Top Special Offer! Check discount
Get 13% off your first order - useTopStart13discount code now!
“Stock prices have achieved what appears to be a permanently high peak,” declared Irving Fisher (1930). The result was the most severe economic downturn in history. Mishkin and Eakins (2009) stated that “during the slump, over 10,000 banks failed”. As a result, the Glass-Steagall Act was passed, which separated commercial banking from investment banking. The Glass Steagall Act made it illegal for a commercial bank to buy or sell securities on behalf of its customers. This Act was enacted to describe provisions in the U.S Banking Act of the year 1933 which limited activities, securities and affiliations within security firms and commercial banks (Wilmarth, and Arthur, 2008, p. 559–645).
The aim of the act was to prohibit commercial banks from being part of the business of investment banking. The primary objective of the Act was twofold, have Americans public confidence in the banking system restored and stop unparalleled run on banks. One of the famous regulations of the Act was Regulation Q which prohibited commercial banks from payment of interests based on demand deposits (Ruebling, 1970). The Act had been sponsored by a former treasury secretary, Senator Carter Glass and Senator Henry Steagall who was a chairman committee of the House Banking and Currency. The passage of the Act was aimed to counter the Great Depression which had experienced more than 5,000 banks fail. However, the potency of the Act was lost in subsequent years and this informed its repealing in 1999 (Crawford, 2011, p. 127-132).

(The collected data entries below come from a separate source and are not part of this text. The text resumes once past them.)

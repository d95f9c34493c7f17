//! Repository abstractions over the competition backend.
//!
//! The backend is the source of truth; repositories only move wire records
//! in and out and hydrate them into domain entities.

pub mod http;
pub mod memory;

use async_trait::async_trait;
use domain::models::{Invitation, Round};

use crate::error::ClientError;

pub use http::HttpBackend;
pub use memory::InMemoryBackend;

#[async_trait]
pub trait InvitationRepository: Send + Sync {
    /// Returns `None` when the backend has no invitation with this id.
    async fn find_by_id(&self, id: &str) -> Result<Option<Invitation>, ClientError>;

    async fn list_by_competition(&self, competition_id: &str)
        -> Result<Vec<Invitation>, ClientError>;

    /// Sends a newly created invitation and returns the stored version.
    async fn create(&self, invitation: &Invitation) -> Result<Invitation, ClientError>;

    /// Submits an accepted or declined invitation and returns the stored version.
    async fn respond(&self, invitation: &Invitation) -> Result<Invitation, ClientError>;
}

#[async_trait]
pub trait RoundRepository: Send + Sync {
    async fn find_by_id(&self, id: &str) -> Result<Option<Round>, ClientError>;

    async fn list_by_competition(&self, competition_id: &str) -> Result<Vec<Round>, ClientError>;
}

/// Path segment of the response endpoint for an answered invitation.
pub(crate) fn response_action(invitation: &Invitation) -> Result<&'static str, ClientError> {
    if invitation.is_accepted() {
        Ok("accept")
    } else if invitation.is_declined() {
        Ok("decline")
    } else {
        Err(ClientError::InvalidRequest(format!(
            "Invitation {} has status {} and cannot be submitted as a response",
            invitation.id(),
            invitation.status()
        )))
    }
}
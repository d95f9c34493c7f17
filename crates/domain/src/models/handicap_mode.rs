//! Handicap calculation mode for a round.

use serde::{Deserialize, Serialize};
use std::fmt;
use std::str::FromStr;

use crate::error::DomainError;

/// How handicap strokes are allocated. Only match play is supported today.
#[derive(Debug, Clone, Copy, PartialEq, Eq, Hash, Default, Serialize, Deserialize)]
#[serde(rename_all = "SCREAMING_SNAKE_CASE")]
pub enum HandicapMode {
    #[default]
    MatchPlay,
}

impl HandicapMode {
    pub fn as_str(&self) -> &'static str {
        match self {
            HandicapMode::MatchPlay => "MATCH_PLAY",
        }
    }
}

impl fmt::Display for HandicapMode {
    fn fmt(&self, f: &mut fmt::Formatter<'_>) -> fmt::Result {
        write!(f, "{}", self.as_str())
    }
}

impl FromStr for HandicapMode {
    type Err = DomainError;

    fn from_str(s: &str) -> Result<Self, Self::Err> {
        match s {
            "MATCH_PLAY" => Ok(HandicapMode::MatchPlay),
            _ => Err(DomainError::invalid_value(
                "handicap mode",
                s,
                "Must be one of: MATCH_PLAY",
            )),
        }
    }
}
//! Shared utilities and common types for Ryder Cup Manager.
//!
//! This crate provides functionality used across the other crates:
//! - Common validation logic for request and entity fields

pub mod validation;
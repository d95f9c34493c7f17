use std::sync::Arc;

use anyhow::Result;
use clap::Parser;
use serde::Serialize;
use tracing::{error, info};

use ryder_cup_client::config::Config;
use ryder_cup_client::logging::init_logging;
use ryder_cup_client::repositories::HttpBackend;
use ryder_cup_client::services::{InvitationService, RoundService, SendInvitation};
use ryder_cup_client::ClientError;

mod cli;

use cli::{Cli, Command, InvitationCommand, RoundCommand};

#[tokio::main]
async fn main() -> Result<()> {
    // Load .env file if present
    dotenvy::dotenv().ok();

    let cli = Cli::parse();

    let config = Config::load()?;

    init_logging(&config.logging);

    info!("Starting ryder-cup v{}", env!("CARGO_PKG_VERSION"));

    let backend = Arc::new(HttpBackend::new(&config.backend)?);

    if let Err(err) = run(cli.command, backend).await {
        error!(error = %err, "Command failed");
        anyhow::bail!(err.user_message());
    }

    Ok(())
}

async fn run(command: Command, backend: Arc<HttpBackend>) -> Result<(), ClientError> {
    match command {
        Command::Invitation(command) => {
            let service = InvitationService::new(backend);
            match command {
                InvitationCommand::Show { id } => {
                    print_json(&service.get(&id).await?.to_persistence())
                }
                InvitationCommand::List { competition } => {
                    let records: Vec<_> = service
                        .list_for_competition(&competition)
                        .await?
                        .iter()
                        .map(|i| i.to_persistence())
                        .collect();
                    print_json(&records)
                }
                InvitationCommand::Send {
                    competition,
                    inviter,
                    email,
                    user,
                    message,
                    expires_in_days,
                } => {
                    let sent = service
                        .send(SendInvitation {
                            competition_id: competition,
                            inviter_id: inviter,
                            invitee_email: email,
                            invitee_user_id: user,
                            personal_message: message,
                            expires_in_days,
                        })
                        .await?;
                    print_json(&sent.to_persistence())
                }
                InvitationCommand::Accept { id } => {
                    print_json(&service.accept(&id).await?.to_persistence())
                }
                InvitationCommand::Decline { id } => {
                    print_json(&service.decline(&id).await?.to_persistence())
                }
            }
        }
        Command::Round(command) => {
            let service = RoundService::new(backend);
            let rounds = match command {
                RoundCommand::Show { id } => {
                    return print_json(&service.get(&id).await?.to_persistence());
                }
                RoundCommand::List { competition } => {
                    service.list_for_competition(&competition).await?
                }
                RoundCommand::Editable { competition } => {
                    service.editable_rounds(&competition).await?
                }
            };
            let records: Vec<_> = rounds.iter().map(|r| r.to_persistence()).collect();
            print_json(&records)
        }
    }
}

fn print_json<T: Serialize>(value: &T) -> Result<(), ClientError> {
    let json = serde_json::to_string_pretty(value)
        .map_err(|e| ClientError::InvalidRequest(format!("Failed to encode output: {}", e)))?;
    println!("{}", json);
    Ok(())
}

A study by Mishkin and Eakins (2009) found that the Act performed reasonably well up until the late 1950s. It became “troublesome” during the 1970s and 1980s ”when inflation pushed short-term interest rates above the level that banks could legally pay”. These findings were supported by Minsky (1982, p. 5-13) who noted that inflation had caused financial instability and that the actions dealt by the Federal Reserve board controlled it through engineering ”credit crunches” to fight inflation. Robert and Lucas (2013) also were of the view that inflation played a significant role in the failure of the Act. The Act had various flaws one of which, as argued by many economists, was Regulation Q - the prohibition of paying interest on demand deposits. Two studies by Friedman (1969) and Tobin (1969) examined how Regulation Q affected ceiling rates. These researches concluded that inflation and aggregate output were mostly unaffected by regulation Q. Soon after, ceiling rates proved useful as assistance to housing. Tobin (1970, p. 301-317) stated that the foremost reason for the regulation was to allow undistributed profits to rise at loans and savings. However, Meltzer (1974, p. 763-777) claimed that there was no any positive effect of Regulation Q towards housing. Meltzer (1974) found that the effect on mortgages was encouraging, though not housing. Lucas Jr (2013, p. 43-47) argued against Regulation Q stating that the ban of interest payments on checking accounts was unjustified and simply uneconomical. Friedman (1972) stated that ”the fed’s insistence on keeping Regulation Q ceilings at levels below market rates had simply imposed enormous structural adjustments and shifts of funds on the commercial banking system for no social gain whatsoever”.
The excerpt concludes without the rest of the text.